Apparently, he does not believe a person is in front of the computer, or that the computer is housed at a physical location.
The court case, Johnson, et al. v Microsoft, was originally filed in 2006 after users claimed Microsoft Corp. (Nasdaq: MSFT) violated terms in its End User License Agreement (EULA) by collecting the user’s IP address as part of its anti-piracy software distribution.
The argument by the plaintiffs was that Microsoft states that it will only capture and collect information that does not personally identify the user after the user has validated he or she possesses a genuine Windows product during installation. Microsoft filed a motion in 2008 to have the case dismissed due to conflicting plaintiff information.

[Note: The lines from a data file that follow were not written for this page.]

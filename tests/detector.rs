use std::cell::RefCell;
use std::rc::Rc;
use std::time::{Duration, Instant};

use keysense::{
    Config, DetectorRegistry, Document, Key, KeyEvent, ModeListener, PointerEvent,
};

fn init_logs() {
    let _ = env_logger::builder().is_test(true).try_init();
}

fn recording() -> (Rc<ModeListener>, Rc<RefCell<Vec<bool>>>) {
    let seen = Rc::new(RefCell::new(Vec::new()));
    let sink = Rc::clone(&seen);
    let listener: Rc<ModeListener> = Rc::new(move |value| sink.borrow_mut().push(value));
    (listener, seen)
}

fn click_at(x: i32, y: i32) -> PointerEvent {
    PointerEvent {
        buttons: 1,
        client_x: x,
        client_y: y,
        screen_x: x + 100,
        screen_y: y + 100,
    }
}

#[test]
fn end_to_end_mode_round_trip() {
    init_logs();
    let mut registry = DetectorRegistry::new();
    let doc = Document::new();
    let detector = registry.create_if_missing(&doc);
    assert!(!detector.is_active());

    let (listener, seen) = recording();
    detector.subscribe(&listener);
    assert!(detector.is_active());
    assert!(detector.intercept().is_installed());

    doc.dispatch_key_down(KeyEvent::new(Key::Tab));
    assert_eq!(*seen.borrow(), vec![true]);

    doc.dispatch_pointer_down(click_at(10, 10));
    assert_eq!(*seen.borrow(), vec![true, false]);

    detector.unsubscribe(&listener);
    assert!(!detector.is_active());
    assert!(!detector.intercept().is_installed());
}

#[test]
fn focus_pipeline_distinguishes_programmatic_from_user() {
    init_logs();
    let mut registry = DetectorRegistry::new();
    let doc = Document::new();
    let detector = registry.create_if_missing(&doc);
    let (listener, seen) = recording();
    detector.subscribe(&listener);

    let input = doc.create_element("input");
    let button = doc.create_element("button");
    let link = doc.create_element("link");
    input.connect();
    button.connect();
    link.connect();

    // Initial focus: no related target, no mode change.
    doc.assign_focus(&input).unwrap();
    assert!(!detector.is_navigating_with_keyboard());

    // Application code moves focus; must not look like keyboard use.
    button.focus().unwrap();
    assert!(!detector.is_navigating_with_keyboard());

    // The platform moves focus on the user's behalf.
    doc.assign_focus(&link).unwrap();
    assert!(detector.is_navigating_with_keyboard());
    assert_eq!(*seen.borrow(), vec![true]);
}

#[test]
fn force_native_focus_skips_programmatic_bookkeeping() {
    init_logs();
    let doc = Document::new();
    let mut registry = DetectorRegistry::new();
    let detector = registry.create_if_missing(&doc);
    let (listener, _seen) = recording();
    detector.subscribe(&listener);

    let a = doc.create_element("a");
    a.connect();
    detector.force_native_focus(&a).unwrap();

    assert!(detector.intercept().last_focused_programmatically().is_none());
    assert!(doc.active_element().is_some());
}

#[test]
fn sealed_environment_degrades_without_false_positives() {
    init_logs();
    let mut registry = DetectorRegistry::new();
    let doc = Document::new_sealed();
    let detector = registry.create_if_missing(&doc);
    let (listener, seen) = recording();
    detector.subscribe(&listener);

    let a = doc.create_element("a");
    let b = doc.create_element("b");
    a.connect();
    b.connect();

    // Provenance is unknown here, so no focus arrival may enable the mode.
    doc.assign_focus(&a).unwrap();
    doc.assign_focus(&b).unwrap();
    assert!(!detector.is_navigating_with_keyboard());
    assert!(seen.borrow().is_empty());

    // The key path is unaffected by the degradation.
    doc.dispatch_key_down(KeyEvent::new(Key::Tab));
    assert_eq!(*seen.borrow(), vec![true]);
}

#[test]
fn configured_dismiss_timeout_is_honored() {
    init_logs();
    let temp = tempfile::TempDir::new().unwrap();
    let path = temp.path().join("config.toml");
    std::fs::write(&path, "[navigation]\ndismiss_timeout_ms = 100\n").unwrap();
    let config = Config::load_from(&path).unwrap();

    let mut registry = DetectorRegistry::new();
    let doc = Document::new();
    let detector = registry.create_if_missing_with(&doc, config.navigation);
    let (listener, _seen) = recording();
    detector.subscribe(&listener);

    let el = doc.create_element("panel");
    el.connect();
    doc.assign_focus(&el).unwrap();
    doc.dispatch_key_down(KeyEvent::new(Key::Tab));
    assert!(detector.is_navigating_with_keyboard());

    doc.dispatch_key_down(KeyEvent::new(Key::Escape));
    detector.advance(Instant::now() + Duration::from_millis(50));
    assert!(detector.is_navigating_with_keyboard());
    detector.advance(Instant::now() + Duration::from_millis(150));
    assert!(!detector.is_navigating_with_keyboard());
}

#[test]
fn registry_teardown_leaves_no_residue() {
    init_logs();
    let mut registry = DetectorRegistry::new();
    let doc = Document::new();
    let detector = registry.create_if_missing(&doc);
    let (listener, _seen) = recording();
    detector.subscribe(&listener);
    doc.dispatch_key_down(KeyEvent::new(Key::Tab));

    registry.dispose(&doc);
    assert!(!detector.is_active());
    assert!(!detector.is_navigating_with_keyboard());
    assert!(registry.is_empty());

    // A fresh detector over the same document behaves like the first.
    let fresh = registry.create_if_missing(&doc);
    let (listener2, seen2) = recording();
    fresh.subscribe(&listener2);
    doc.dispatch_key_down(KeyEvent::new(Key::Tab));
    assert_eq!(*seen2.borrow(), vec![true]);
}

This decision contradicts several other decisions related to IP addresses in the United States and Europe. Additionally, many technologists argue that an IP address can be traced and, in conjunction with other information, identify a user’s physical location.
This was highlighted in a 2006 New York Times article that described how search queries released by AOL linked directly to Thelma Arnold, a 62-year-old woman from Georgia.
These points are above and beyond the fact that the latest case was decided by a judge in Seattle, and Microsoft is headquartered in Redmond, Wash. When dealing with Microsoft, I have a hard time believing this fact did not influence the decision.
The over-arching issue here is that once again, the user is getting the short end of the judgment. EULAs are already built by lawyers to protect the company and not the user, even though they are called “agreements.”
An example of this is that when you purchase Windows Vista or any other Microsoft product, you have to agree to the EULA. During the installation, if you read the EULA and do not agree with it, the installation ceases and the computer shuts down. And since you broke the seal to the software, Microsoft will not allow you to return it. So, in essence, you have no choice but to “agree.”
In today’s society, where “identity theft” is at critical levels, it is not just the user’s responsibility to protect his or her information. It is also imperative that our judicial system not pre-judge cases that can influence how businesses treat “personally identifiable information” today and in the future.